(Required action) How do the lines below between the ones holding "let mean_a = a.iter().sum::<f64>()" and "pub fn pearson_ewma(a: &[f64], b: &[f64], lambda: f64)", inclusive, read? Give them again exactly, with no other lines.

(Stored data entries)
• • •

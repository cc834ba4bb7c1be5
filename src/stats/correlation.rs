//! Pearson correlation with trailing-window, EWMA and lag-aligned variants.

use std::collections::HashMap;

use crate::constants::trading;
use crate::error::{Result, RiskError};

/// Decay factor for the EWMA-weighted estimator
pub const EWMA_LAMBDA: f64 = 0.94;

/// Pearson correlation over two equal-length aligned slices.
///
/// Returns 0 when either standard deviation is zero.
pub fn pearson(a: &[f64], b: &[f64]) -> f64 {
    let n = a.len().min(b.len());
    if n < 2 {
        return 0.0;
    }
    let a = &a[a.len() - n..];
    let b = &b[b.len() - n..];

    let mean_a = a.iter().sum::<f64>() / n as f64;
    let mean_b = b.iter().sum::<f64>() / n as f64;

    let mut cov = 0.0;
    let mut var_a = 0.0;
    let mut var_b = 0.0;
    for (x, y) in a.iter().zip(b.iter()) {
        let dx = x - mean_a;
        let dy = y - mean_b;
        cov += dx * dy;
        var_a += dx * dx;
        var_b += dy * dy;
    }

    if var_a == 0.0 || var_b == 0.0 {
        return 0.0;
    }
    cov / (var_a.sqrt() * var_b.sqrt())
}

/// EWMA-weighted Pearson correlation.
///
/// Weights decay backwards from the most recent observation with factor
/// `lambda`, recency-weighting the estimator. Returns 0 when either
/// weighted variance vanishes.
pub fn pearson_ewma(a: &[f64], b: &[f64], lambda: f64) -> f64 {
    let n = a.len().min(b.len());
    if n < 2 {
        return 0.0;
    }
    let a = &a[a.len() - n..];
    let b = &b[b.len() - n..];

    let mut weights = Vec::with_capacity(n);
    let mut w = 1.0;
    for _ in 0..n {
        weights.push(w);
        w *= lambda;
    }
    weights.reverse();
    let total: f64 = weights.iter().sum();

    let mean_a: f64 = a.iter().zip(&weights).map(|(x, w)| x * w).sum::<f64>() / total;
    let mean_b: f64 = b.iter().zip(&weights).map(|(y, w)| y * w).sum::<f64>() / total;

    let mut cov = 0.0;
    let mut var_a = 0.0;
    let mut var_b = 0.0;
    for ((x, y), w) in a.iter().zip(b.iter()).zip(&weights) {
        let dx = x - mean_a;
        let dy = y - mean_b;
        cov += w * dx * dy;
        var_a += w * dx * dx;
        var_b += w * dy * dy;
    }

    if var_a == 0.0 || var_b == 0.0 {
        return 0.0;
    }
    cov / (var_a.sqrt() * var_b.sqrt())
}

/// Pearson correlation over the maximum common trailing window.
///
/// Requires at least 30 overlapping observations.
pub fn pearson_trailing(a: &[f64], b: &[f64], use_ewma: bool) -> Result<(f64, usize)> {
    let n = a.len().min(b.len());
    if n < trading::MIN_OBSERVATIONS {
        return Err(RiskError::InsufficientData {
            required: trading::MIN_OBSERVATIONS,
            actual: n,
        });
    }
    let corr = if use_ewma {
        pearson_ewma(&a[a.len() - n..], &b[b.len() - n..], EWMA_LAMBDA)
    } else {
        pearson(&a[a.len() - n..], &b[b.len() - n..])
    };
    Ok((corr, n))
}

/// Outcome of the lag search against a benchmark.
#[derive(Debug, Clone, Copy)]
pub struct LagResult {
    /// Chosen lag in trading days (−1: asset reacts to prior-day benchmark)
    pub lag: i32,
    /// Correlation at the chosen lag
    pub correlation: f64,
    /// Overlapping observations at the chosen lag
    pub points: usize,
}

/// Align two dated return series by calendar date at a benchmark lag.
///
/// For each asset observation whose date exists in the benchmark, the pair
/// uses the benchmark value `lag` trading positions away from the matched
/// index.
pub(crate) fn align_with_lag(
    asset: &[(i64, f64)],
    benchmark: &[(i64, f64)],
    lag: i32,
) -> (Vec<f64>, Vec<f64>) {
    let index_by_date: HashMap<i64, usize> = benchmark
        .iter()
        .enumerate()
        .map(|(i, (ts, _))| (*ts, i))
        .collect();

    let mut a = Vec::with_capacity(asset.len());
    let mut b = Vec::with_capacity(asset.len());
    for (ts, value) in asset {
        let Some(&idx) = index_by_date.get(ts) else {
            continue;
        };
        let shifted = idx as i64 + lag as i64;
        if shifted < 0 || shifted as usize >= benchmark.len() {
            continue;
        }
        a.push(*value);
        b.push(benchmark[shifted as usize].1);
    }
    (a, b)
}

/// Search lags {−1, 0, +1} and keep the one with maximum |correlation|.
///
/// Ties break toward lag 0. Requires at least 30 overlapping observations
/// at the chosen lag.
pub fn lagged_correlation(
    asset: &[(i64, f64)],
    benchmark: &[(i64, f64)],
    use_ewma: bool,
) -> Result<LagResult> {
    let mut best: Option<LagResult> = None;

    for lag in [0_i32, -1, 1] {
        let (a, b) = align_with_lag(asset, benchmark, lag);
        if a.len() < trading::MIN_OBSERVATIONS {
            continue;
        }
        let corr = if use_ewma {
            pearson_ewma(&a, &b, EWMA_LAMBDA)
        } else {
            pearson(&a, &b)
        };
        let candidate = LagResult {
            lag,
            correlation: corr,
            points: a.len(),
        };
        // Strict improvement keeps lag 0 on ties (it is evaluated first)
        if best.is_none_or(|current| candidate.correlation.abs() > current.correlation.abs()) {
            best = Some(candidate);
        }
    }

    best.ok_or_else(|| {
        let (a, _) = align_with_lag(asset, benchmark, 0);
        RiskError::InsufficientData {
            required: trading::MIN_OBSERVATIONS,
            actual: a.len(),
        }
    })
}

#[cfg(test)]
mod tests {
    use super::*;

    fn dated(values: &[f64]) -> Vec<(i64, f64)> {
        values
            .iter()
            .enumerate()
            .map(|(i, &v)| (86_400 * i as i64, v))
            .collect()
    }

    #[test]
    fn test_pearson_perfect() {
        let a: Vec<f64> = (0..50).map(|i| i as f64 / 100.0).collect();
        let b: Vec<f64> = a.iter().map(|x| 2.0 * x + 0.5).collect();
        assert!((pearson(&a, &b) - 1.0).abs() < 1e-12);
        let inverse: Vec<f64> = a.iter().map(|x| -x).collect();
        assert!((pearson(&a, &inverse) + 1.0).abs() < 1e-12);
    }

    #[test]
    fn test_pearson_zero_variance() {
        let a = vec![0.01; 40];
        let b: Vec<f64> = (0..40).map(|i| i as f64 / 100.0).collect();
        assert_eq!(pearson(&a, &b), 0.0);
    }

    #[test]
    fn test_pearson_trailing_uses_common_suffix() {
        // First half of `a` is noise; the common trailing window is b's length
        let mut a: Vec<f64> = (0..40).map(|i| ((i * 37) % 11) as f64 / 100.0).collect();
        let tail: Vec<f64> = (0..40).map(|i| i as f64 / 100.0).collect();
        a.extend(&tail);
        let (corr, points) = pearson_trailing(&a, &tail, false).unwrap();
        assert_eq!(points, 40);
        assert!((corr - 1.0).abs() < 1e-12);
    }

    #[test]
    fn test_pearson_trailing_insufficient() {
        let a = vec![0.01; 10];
        let b = vec![0.02; 10];
        assert!(matches!(
            pearson_trailing(&a, &b, false),
            Err(RiskError::InsufficientData { actual: 10, .. })
        ));
    }

    #[test]
    fn test_ewma_weights_recency() {
        // Series that agree recently but disagree early: EWMA should exceed flat
        let mut a: Vec<f64> = (0..30).map(|i| ((i * 17) % 7) as f64 / 100.0 - 0.03).collect();
        let mut b: Vec<f64> = (0..30).map(|i| ((i * 29) % 5) as f64 / 100.0 - 0.02).collect();
        let shared: Vec<f64> = (0..30).map(|i| ((i * 13) % 9) as f64 / 100.0 - 0.04).collect();
        a.extend(&shared);
        b.extend(&shared);
        let flat = pearson(&a, &b);
        let weighted = pearson_ewma(&a, &b, EWMA_LAMBDA);
        assert!(weighted > flat, "ewma {weighted} <= flat {flat}");
    }

    #[test]
    fn test_lag_zero_for_identical_series() {
        let values: Vec<f64> = (0..60).map(|i| ((i * 31) % 13) as f64 / 100.0).collect();
        let series = dated(&values);
        let result = lagged_correlation(&series, &series, false).unwrap();
        assert_eq!(result.lag, 0);
        assert!((result.correlation - 1.0).abs() < 1e-12);
    }

    #[test]
    fn test_lag_minus_one_detected() {
        // Asset mirrors the prior day's benchmark move
        let bench_values: Vec<f64> = (0..80).map(|i| ((i * 31) % 13) as f64 / 100.0 - 0.06).collect();
        let benchmark = dated(&bench_values);
        let asset: Vec<(i64, f64)> = benchmark
            .iter()
            .skip(1)
            .enumerate()
            .map(|(i, (ts, _))| (*ts, bench_values[i]))
            .collect();
        let result = lagged_correlation(&asset, &benchmark, false).unwrap();
        assert_eq!(result.lag, -1, "corr {}", result.correlation);
        assert!(result.correlation > 0.99);
    }

    #[test]
    fn test_lag_insufficient_overlap() {
        let a = dated(&[0.01, 0.02]);
        let b = dated(&[0.03, 0.04]);
        assert!(matches!(
            lagged_correlation(&a, &b, false),
            Err(RiskError::InsufficientData { .. })
        ));
    }
}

• • •

(The answer)
    let mean_a = a.iter().sum::<f64>() / n as f64;
    let mean_b = b.iter().sum::<f64>() / n as f64;

    let mut cov = 0.0;
    let mut var_a = 0.0;
    let mut var_b = 0.0;
    for (x, y) in a.iter().zip(b.iter()) {
        let dx = x - mean_a;
        let dy = y - mean_b;
        cov += dx * dy;
        var_a += dx * dx;
        var_b += dy * dy;
    }

    if var_a == 0.0 || var_b == 0.0 {
        return 0.0;
    }
    cov / (var_a.sqrt() * var_b.sqrt())
}

/// EWMA-weighted Pearson correlation.
///
/// Weights decay backwards from the most recent observation with factor
/// `lambda`, recency-weighting the estimator. Returns 0 when either
/// weighted variance vanishes.
pub fn pearson_ewma(a: &[f64], b: &[f64], lambda: f64) -> f64 {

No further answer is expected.